The Fig. 1 and 2 showing the average precision of both base algorithm and proposed algorithm for both trained and untrained set of queries is given below. The above experiment shows that information retrieval precision is improved for both trained set of queries and untrained set of queries using proposed algorithm. The average precision of untrained set of queries shows significant improvement and looking forward to improve the precision further in future.

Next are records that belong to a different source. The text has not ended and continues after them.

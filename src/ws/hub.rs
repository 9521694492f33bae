//! Per-room session hub.
//!
//! Every mutation of a room's membership, presence roster, font size and text
//! happens inside one control task that handles events one at a time in
//! arrival order. Connections talk to it through a [`HubHandle`]; the hub only
//! ever talks back through non-blocking enqueues onto their outbound queues.

use std::collections::HashMap;
use std::sync::Arc;

use chrono::{DateTime, Utc};
use serde::Serialize;
use tokio::sync::{mpsc, oneshot};
use tracing::{debug, error, info, warn};

use crate::db::DocumentStore;
use crate::models::messages::{
    FontSizeMessage, ReceivedMessage, SendMessage, StartTimeMessage, TextMessage, UsersMessage,
};

use super::connctx::{ConnectionId, Member, Outbound};
use super::presence::Presence;

/// Tunables shared by every hub.
#[derive(Debug, Clone)]
pub struct HubSettings {
    pub event_capacity: usize,
    pub default_font_size: i64,
}

impl Default for HubSettings {
    fn default() -> Self {
        Self {
            event_capacity: 1024,
            default_font_size: 16,
        }
    }
}

#[derive(Debug, thiserror::Error)]
#[error("Hub for room {0} is closed")]
pub struct HubClosed(pub String);

/// Read-only view of a hub's state.
#[derive(Debug, Clone, Serialize)]
pub struct HubSnapshot {
    pub room_id: String,
    pub members: usize,
    pub users: Vec<String>,
    pub font_size: i64,
    pub start_time: DateTime<Utc>,
    pub text_len: usize,
}

#[derive(Debug)]
enum HubEvent {
    Register(Member),
    Unregister(ConnectionId),
    Broadcast(String),
    Snapshot(oneshot::Sender<HubSnapshot>),
}

/// Cloneable address of a running hub.
#[derive(Debug, Clone)]
pub struct HubHandle {
    room_id: Arc<str>,
    events: mpsc::Sender<HubEvent>,
}

impl HubHandle {
    pub fn room_id(&self) -> &str {
        &self.room_id
    }

    /// Add a connection; it is greeted before it sees any other traffic.
    pub async fn register(&self, member: Member) -> Result<(), HubClosed> {
        self.send(HubEvent::Register(member)).await
    }

    pub async fn unregister(&self, id: ConnectionId) -> Result<(), HubClosed> {
        self.send(HubEvent::Unregister(id)).await
    }

    /// Fan a raw client frame out to every member, then apply it to hub state.
    pub async fn broadcast(&self, raw: String) -> Result<(), HubClosed> {
        self.send(HubEvent::Broadcast(raw)).await
    }

    pub async fn snapshot(&self) -> Result<HubSnapshot, HubClosed> {
        let (tx, rx) = oneshot::channel();
        self.send(HubEvent::Snapshot(tx)).await?;
        rx.await.map_err(|_| self.closed())
    }

    /// Guard that unregisters `id` when dropped, even if the owning task is aborted.
    pub fn unregister_on_drop(&self, id: ConnectionId) -> UnregisterGuard {
        UnregisterGuard {
            hub: self.clone(),
            id,
        }
    }

    async fn send(&self, event: HubEvent) -> Result<(), HubClosed> {
        self.events.send(event).await.map_err(|_| self.closed())
    }

    fn closed(&self) -> HubClosed {
        HubClosed(self.room_id.to_string())
    }
}

pub struct UnregisterGuard {
    hub: HubHandle,
    id: ConnectionId,
}

impl Drop for UnregisterGuard {
    fn drop(&mut self) {
        match self.hub.events.try_send(HubEvent::Unregister(self.id)) {
            Ok(()) => {}
            Err(mpsc::error::TrySendError::Full(event)) => {
                let events = self.hub.events.clone();
                tokio::spawn(async move {
                    let _ = events.send(event).await;
                });
            }
            Err(mpsc::error::TrySendError::Closed(_)) => {}
        }
    }
}

pub struct Hub {
    room_id: String,
    store: DocumentStore,
    members: HashMap<ConnectionId, Member>,
    presence: Presence,
    text: String,
    font_size: i64,
    start_time: DateTime<Utc>,
}

impl Hub {
    /// Start the control task for a room and return its handle.
    ///
    /// The initial text is loaded from `store` inside the task; events sent
    /// meanwhile wait in the channel.
    pub fn spawn(room_id: impl Into<String>, store: DocumentStore, settings: &HubSettings) -> HubHandle {
        let room_id = room_id.into();
        let (tx, rx) = mpsc::channel(settings.event_capacity);
        let hub = Hub {
            room_id: room_id.clone(),
            store,
            members: HashMap::new(),
            presence: Presence::new(),
            text: String::new(),
            font_size: settings.default_font_size,
            start_time: Utc::now(),
        };
        tokio::spawn(hub.run(rx));

        HubHandle {
            room_id: room_id.into(),
            events: tx,
        }
    }

    async fn run(mut self, mut events: mpsc::Receiver<HubEvent>) {
        match self.store.read_or_empty().await {
            Ok(text) => self.text = text,
            Err(e) => error!(room = %self.room_id, "Failed to load document, starting empty: {}", e),
        }
        info!(room = %self.room_id, bytes = self.text.len(), "Hub started");

        while let Some(event) = events.recv().await {
            match event {
                HubEvent::Register(member) => self.register(member),
                HubEvent::Unregister(id) => self.unregister(id),
                HubEvent::Broadcast(raw) => self.broadcast(raw).await,
                HubEvent::Snapshot(reply) => {
                    let _ = reply.send(self.snapshot());
                }
            }
        }

        info!(room = %self.room_id, "Hub stopped");
    }

    fn register(&mut self, member: Member) {
        let id = member.id();
        if self.members.contains_key(&id) {
            warn!(room = %self.room_id, conn_id = %id, "Connection is already registered");
            return;
        }

        let greeting = self.greeting(&member.ctx.session_id);
        if !greeting.iter().all(|msg| member.try_enqueue(msg)) {
            // Dropping the member closes its queue.
            warn!(room = %self.room_id, conn_id = %id, "Outbound queue rejected the greeting, dropping connection");
            return;
        }

        info!(
            room = %self.room_id,
            conn_id = %id,
            username = %member.ctx.username,
            "Connection registered"
        );
        self.presence.join(&member.ctx.username);
        self.members.insert(id, member);
        self.broadcast_roster();
    }

    fn unregister(&mut self, id: ConnectionId) {
        let Some(member) = self.members.remove(&id) else {
            return;
        };
        self.presence.leave(&member.ctx.username);
        info!(
            room = %self.room_id,
            conn_id = %id,
            username = %member.ctx.username,
            "Connection unregistered"
        );
        drop(member);
        self.broadcast_roster();
    }

    async fn broadcast(&mut self, raw: String) {
        let msg: Outbound = Arc::from(raw.as_str());
        let evicted = self.fan_out(&msg);
        if self.evict(evicted) {
            self.broadcast_roster();
        }

        match ReceivedMessage::parse(&raw) {
            Some(ReceivedMessage::Text(update)) => {
                self.text = update.text;
                if let Err(e) = self.store.write(&self.text).await {
                    error!(room = %self.room_id, "Failed to persist document: {}", e);
                }
            }
            Some(ReceivedMessage::FontSize(update)) => {
                self.font_size = update.font_size as i64;
                debug!(room = %self.room_id, font_size = self.font_size, "Font size updated");
            }
            None => debug!(room = %self.room_id, "Ignoring unrecognized message"),
        }
    }

    // The roster is re-sent until a pass evicts nobody.
    fn broadcast_roster(&mut self) {
        loop {
            let roster = SendMessage::Users(UsersMessage {
                users: self.presence.users(),
            });
            let msg: Outbound = Arc::from(roster.to_json());
            let evicted = self.fan_out(&msg);
            if !self.evict(evicted) {
                break;
            }
        }
    }

    /// Enqueue onto every member, removing those whose queue would not take it.
    fn fan_out(&mut self, msg: &Outbound) -> Vec<Member> {
        let stalled: Vec<ConnectionId> = self
            .members
            .values()
            .filter(|member| !member.try_enqueue(msg))
            .map(Member::id)
            .collect();

        stalled
            .into_iter()
            .filter_map(|id| self.members.remove(&id))
            .collect()
    }

    fn evict(&mut self, evicted: Vec<Member>) -> bool {
        let any = !evicted.is_empty();
        for member in evicted {
            self.presence.leave(&member.ctx.username);
            warn!(
                room = %self.room_id,
                conn_id = %member.id(),
                username = %member.ctx.username,
                "Evicting connection with a full outbound queue"
            );
        }
        any
    }

    fn greeting(&self, session_id: &str) -> [Outbound; 3] {
        let text = SendMessage::Text(TextMessage {
            text: self.text.clone(),
            session_id: Some(session_id.to_string()),
        });
        let start_time = SendMessage::StartTime(StartTimeMessage {
            start_time: self.start_time.timestamp(),
        });
        let font_size = SendMessage::FontSize(FontSizeMessage {
            font_size: self.font_size,
        });
        [
            Arc::from(text.to_json()),
            Arc::from(start_time.to_json()),
            Arc::from(font_size.to_json()),
        ]
    }

    fn snapshot(&self) -> HubSnapshot {
        HubSnapshot {
            room_id: self.room_id.clone(),
            members: self.members.len(),
            users: self.presence.users(),
            font_size: self.font_size,
            start_time: self.start_time,
            text_len: self.text.len(),
        }
    }
}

Fig. 1: | The average precision of base and proposed algo on trained queries |
Fig. 2: | The average precision of base and proposed algo on untrained queries |
In this study efforts have been made for improving the information retrieval precision by modeling the information need associated to the query sessions using information scent. An attempt is made to improve the retrieval precision by boosting the rank of retrieved pages by determining the information need associated to the query and use the users preferences with similar need to boost the rank of retrieved pages. Information scent helps to derive the information need associated to the user request and enables to use preferences of users with similar needs to satisfy current user need efficiently. Experimental results confirm the improvement of the precision of information retrieval using proposed algorithm.
We extend special thanks to Amanda Spink and Bernard J. Jansen for providing us AlltheWeb search engine query log without which we could not have conducted this research.